▶ _Brief_: The answer must be a single number: how many lines of the records below hold the word "Unreachable".
Top of Extracted information
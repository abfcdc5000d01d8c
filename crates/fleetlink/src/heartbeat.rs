//! Background liveness signaling.
//!
//! A [`HeartbeatSender`] runs one spawned task that invokes a
//! [`HeartbeatProbe`] on a fixed interval, the first time right after
//! starting. A missed beat is tried again on the next tick. A rejection is
//! final: the task ends and raises the rejection flag, which whoever owns
//! the session watches.

use std::sync::Arc;
use std::time::Duration;

use async_trait::async_trait;
use tokio::sync::{oneshot, watch};
use tokio::task::JoinHandle;
use tokio::time::MissedTickBehavior;

/// Result of one liveness probe.
#[derive(Debug, Clone, Copy, PartialEq, Eq)]
pub enum ProbeOutcome {
    /// The coordinator acknowledged the node.
    Alive,
    /// No usable answer; try again next interval.
    Unreachable,
    /// The coordinator no longer recognizes the node.
    Rejected,
}

/// One liveness check. Never retried.
#[async_trait]
pub trait HeartbeatProbe: Send + Sync {
    async fn probe(&self) -> ProbeOutcome;
}

struct Running {
    shutdown: oneshot::Sender<()>,
    handle: JoinHandle<()>,
}

/// Owns the heartbeat task.
pub struct HeartbeatSender {
    probe: Arc<dyn HeartbeatProbe>,
    interval: Duration,
    rejected: Arc<watch::Sender<bool>>,
    running: Option<Running>,
}

impl HeartbeatSender {
    pub fn new(probe: Arc<dyn HeartbeatProbe>, interval: Duration) -> Self {
        let (rejected, _) = watch::channel(false);
        Self {
            probe,
            interval: interval.max(Duration::from_millis(1)),
            rejected: Arc::new(rejected),
            running: None,
        }
    }

    /// Start the task. No-op if it is already running.
    ///
    /// Clears the rejection flag: a rejection belongs to the session that
    /// received it.
    pub fn start(&mut self) {
        if self.is_running() {
            return;
        }
        // Reap a task that ended on its own
        self.running = None;
        self.rejected.send_replace(false);

        let (shutdown, shutdown_rx) = oneshot::channel();
        let handle = tokio::spawn(beat(
            Arc::clone(&self.probe),
            self.interval,
            Arc::clone(&self.rejected),
            shutdown_rx,
        ));
        self.running = Some(Running { shutdown, handle });
        tracing::debug!(interval_ms = self.interval.as_millis() as u64, "heartbeat started");
    }

    /// Stop the task and wait until it has terminated.
    ///
    /// No probe is issued after this returns.
    pub async fn stop(&mut self) {
        let Some(running) = self.running.take() else {
            return;
        };
        // The task may already be gone after a rejection
        let _ = running.shutdown.send(());
        if let Err(e) = running.handle.await {
            if e.is_panic() {
                tracing::error!(error = %e, "heartbeat task panicked");
            }
        }
        tracing::debug!("heartbeat stopped");
    }

    pub fn is_running(&self) -> bool {
        self.running
            .as_ref()
            .map(|running| !running.handle.is_finished())
            .unwrap_or(false)
    }

    /// Whether the coordinator has rejected a heartbeat.
    pub fn is_rejected(&self) -> bool {
        *self.rejected.borrow()
    }

    /// Subscribe to the rejection flag.
    pub fn rejection(&self) -> watch::Receiver<bool> {
        self.rejected.subscribe()
    }
}

impl Drop for HeartbeatSender {
    fn drop(&mut self) {
        if let Some(running) = self.running.take() {
            running.handle.abort();
        }
    }
}

impl std::fmt::Debug for HeartbeatSender {
    fn fmt(&self, f: &mut std::fmt::Formatter<'_>) -> std::fmt::Result {
        f.debug_struct("HeartbeatSender")
            .field("interval", &self.interval)
            .field("running", &self.is_running())
            .field("rejected", &self.is_rejected())
            .finish()
    }
}

async fn beat(
    probe: Arc<dyn HeartbeatProbe>,
    interval: Duration,
    rejected: Arc<watch::Sender<bool>>,
    mut shutdown: oneshot::Receiver<()>,
) {
    let mut ticker = tokio::time::interval(interval);
    ticker.set_missed_tick_behavior(MissedTickBehavior::Delay);

    loop {
        tokio::select! {
            _ = &mut shutdown => break,
            _ = ticker.tick() => {}
        }

        let outcome = tokio::select! {
            _ = &mut shutdown => break,
            outcome = probe.probe() => outcome,
        };

        match outcome {
            ProbeOutcome::Alive => tracing::trace!("heartbeat acknowledged"),
            ProbeOutcome::Unreachable => {
                tracing::debug!("heartbeat got no response, retrying next interval")
            }
            ProbeOutcome::Rejected => {
                tracing::error!(
                    "Heartbeat failed unexpectedly. The coordinator does not recognize this node."
                );
                rejected.send_replace(true);
                break;
            }
        }
    }
}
Bottom of Extracted information
▶ _Solution for this task_: 2